Mais attendu qu'ayant retenu, à bon droit, que ne saurait être ajouté, pour le calcul de la variation prévue à l'article L 145-39 du code de commerce, au loyer annuel fixé au bail, le montant de la taxe foncière que doit rembourser le locataire au propriétaire au titre d'un transfert conventionnel des charges, la clause d'échelle mobile n'étant pas applicable à cette taxe, la cour d'appel, qui a constaté que le loyer avait été fixé à une certaine somme annuelle et que par le jeu de la clause d'échelle mobile, il avait enregistré une variation inférieure à 25%, en a exactement déduit que la demande de révision était irrecevable ;

D'où il suit que le moyen n'est pas fondé ;

PAR CES MOTIFS :

REJETTE le pourvoi ;

Condamne la société Ker Moor aux dépens ;

Vu l'article 700 du code de procédure civile, condamne la société Ker Moor à payer la somme de 2 500 euros à la société CGH; rejette la demande de la société Ker Moor ;

Ainsi fait et jugé par la Cour de cassation, troisième chambre civile, et prononcé par le président en son audience publique du trois mai deux mille douze.

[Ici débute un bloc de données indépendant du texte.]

//! The squad task: recruiting, marching, fighting, merging.
//!
//! An [`ArmyTask`] owns a set of reserved combat units and drives them
//! toward an objective region through the aggression state machine in
//! [`crate::behavior`]. Each decision pass it prunes dead members,
//! recruits toward its requested size, measures cohesion and the local
//! fight, runs the state handler's step protocol over the squad and
//! each member, and turns the finished context into unit orders along
//! a planned region path.
//!
//! Squads spawned as reinforcements carry a parent key; they gather at
//! home, march toward the parent, and fold themselves in through the
//! scheduler once the two centres of mass are close enough (or at once
//! when the parent holds nothing and so cannot come to them).

use crate::behavior::{
    classify_momentum, handler_for, AggressionState, FightPerformance, MovementPlan, StepContext,
    StepInputs,
};
use crate::config::TuningConfig;
use crate::math::{fixed_sqrt, Fixed, Vec2Fixed};
use crate::message::{Message, MessageDisposition, MessageEnvelope, MessageResponse, PromiseId};
use crate::pathing::plan_path;
use crate::region::RegionId;
use crate::scheduler::TaskContext;
use crate::task::{ArmyStatus, ResourceBudget, Task, TaskKey, TaskResult};
use crate::world::{Composition, UnitId, UnitIntent, UnitSnapshot, WorldSnapshot};
use std::collections::BTreeSet;
use tracing::{debug, info};

/// Exponentially smoothed engagement momentum.
///
/// Each sample folds the change in own power and in nearby enemy
/// threat into a running reading: gaining power or facing shrinking
/// threat pushes it positive, losses push it negative. The first
/// sample after a reset only sets the baseline.
#[derive(Debug, Clone, Default)]
pub struct FightTelemetry {
    momentum: Fixed,
    last_power: Option<Fixed>,
    last_threat: Fixed,
}
//! # Phalanx Core
//!
//! Deterministic combat decision core for tick-driven agents.
//!
//! This crate contains **only** deterministic logic:
//! - No rendering
//! - No IO
//! - No system randomness
//! - No floating-point math (uses fixed-point)
//!
//! The core is fed a read-only world snapshot once per tick and answers
//! with unit intents. Three subsystems cooperate:
//! - the [`scheduler`] hands exclusive unit ownership to competing tasks
//!   and reclaims it when they finish or units disappear;
//! - [`army`] runs each squad of owned units through an aggression state
//!   machine with pluggable per-state [`behavior`] handlers;
//! - [`threat`] maintains a decaying, diffusing danger field over the
//!   region graph, consumed by [`pathing`] and the handlers.
//!
//! ## Crate Structure
//!
//! - [`world`] - snapshot and command boundary traits
//! - [`region`] - static region graph
//! - [`threat`] - regional threat model
//! - [`pathing`] - policy-weighted region pathfinding
//! - [`task`] / [`scheduler`] - task abstraction and scheduling
//! - [`army`] / [`behavior`] - squad state machine and handlers
//! - [`math`] - fixed-point math utilities

#![forbid(unsafe_code)]
#![warn(missing_docs)]
#![warn(clippy::all, clippy::pedantic)]

pub mod army;
pub mod behavior;
pub mod config;
pub mod enemy;
pub mod error;
pub mod math;
pub mod message;
pub mod pathing;
pub mod recon;
pub mod region;
pub mod scheduler;
pub mod task;
pub mod threat;
pub mod world;

// Unit tests compile the shared fixtures into this crate's own test build.
// Linking the pre-built `phalanx_test_utils` crate here would drag in a
// second copy of `phalanx_core` (dev-dependency cycle), and types from the
// two copies are not interchangeable; benches link the crate normally.
#[cfg(test)]
extern crate self as phalanx_core;

#[cfg(test)]
#[path = "../../phalanx_test_utils/src/fixtures.rs"]
mod fixtures;

#[cfg(test)]
#[path = "../../phalanx_test_utils/src/maps.rs"]
mod maps;

#[cfg(test)]
#[path = "../../phalanx_test_utils/src/probe.rs"]
mod probe;

/// Re-export commonly used types
pub mod prelude {
    pub use crate::army::{ArmyTask, FightTelemetry};
    pub use crate::behavior::AggressionState;
    pub use crate::config::TuningConfig;
    pub use crate::enemy::{EnemyAwareness, SnapshotAwareness, VirtualArmy};
    pub use crate::error::{CoreError, Result};
    pub use crate::math::{Fixed, Vec2Fixed};
    pub use crate::message::{Message, MessageResponse};
    pub use crate::pathing::AvoidancePolicy;
    pub use crate::recon::SurveillanceTask;
    pub use crate::region::{Region, RegionGraph, RegionId};
    pub use crate::scheduler::{AddTaskOutcome, StepReport, TaskScheduler};
    pub use crate::task::{Task, TaskKey, TaskResult};
    pub use crate::threat::{BaseIntel, CombatScorer, NoIntel, StandardScorer, ThreatModel};
    pub use crate::world::{
        Alliance, CommandSink, UnitClass, UnitId, UnitIntent, UnitSnapshot, WorldSnapshot,
    };
}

MOYEN ANNEXE au présent arrêt

Moyen produit par la SCP Delaporte, Briard et Trichet, avocat aux Conseils pour la société Ker Moor

IL EST FAIT GRIEF à l'arrêt infirmatif attaqué d'avoir déclaré irrecevable la demande de révision du loyer présenté par la société HOTEL KER MOOR ;

AUX MOTIFS QU'«aux termes de l'article L 145-39 du code de commerce, si le bail est assorti d'une clause d'échelle mobile, la révision peut être demandée chaque fois que, par le jeu de cette clause, le loyer se trouve augmenté ou diminué de plus d'un quart par rapport au prix précédemment fixé contractuellement ; que le loyer a été fixé à la somme annuelle de 84 000,00 € HT ; qu'il ne saurait y être ajouté pour le calcul de la variation prévue à l'article L. 145-39 le montant de la taxe foncière que doit rembourser le locataire au propriétaire au titre d'un transfert des charges conventionnel qui n'est pas soumise à la variation de l'indice trimestriel du coût de la construction publié par l'INSEE, la clause d'échelle mobile ne lui étant pas applicable ; que d'ailleurs le contrat de bail distingue formellement entre la clause prévoyant le montant du loyer et celle concernant les charges ; que par le jeu de la clause d'échelle mobile, le loyer est porté à la somme de 104 770,00 € HT soit une variation de 24,72 % ; que la demande de révision est irrecevable, le seuil légal du 1/4 n'étant pas atteint» ;

ALORS QUE l'impôt foncier, mis contractuellement à la charge du preneur, constitue un supplément de loyer qui entre nécessairement dans l'assiette de calcul de la variation visée par les dispositions impératives de l'article L. 145-39 du code de commerce ; qu'en excluant, en l'espèce, le montant de l'impôt supporté par le preneur de l'assiette de calcul de la variation du loyer, au motif inopérant pris de l'inapplicabilité de la clause d'échelle mobile à celui-ci, la cour d'appel a violé l'article L.145-39 du code de commerce."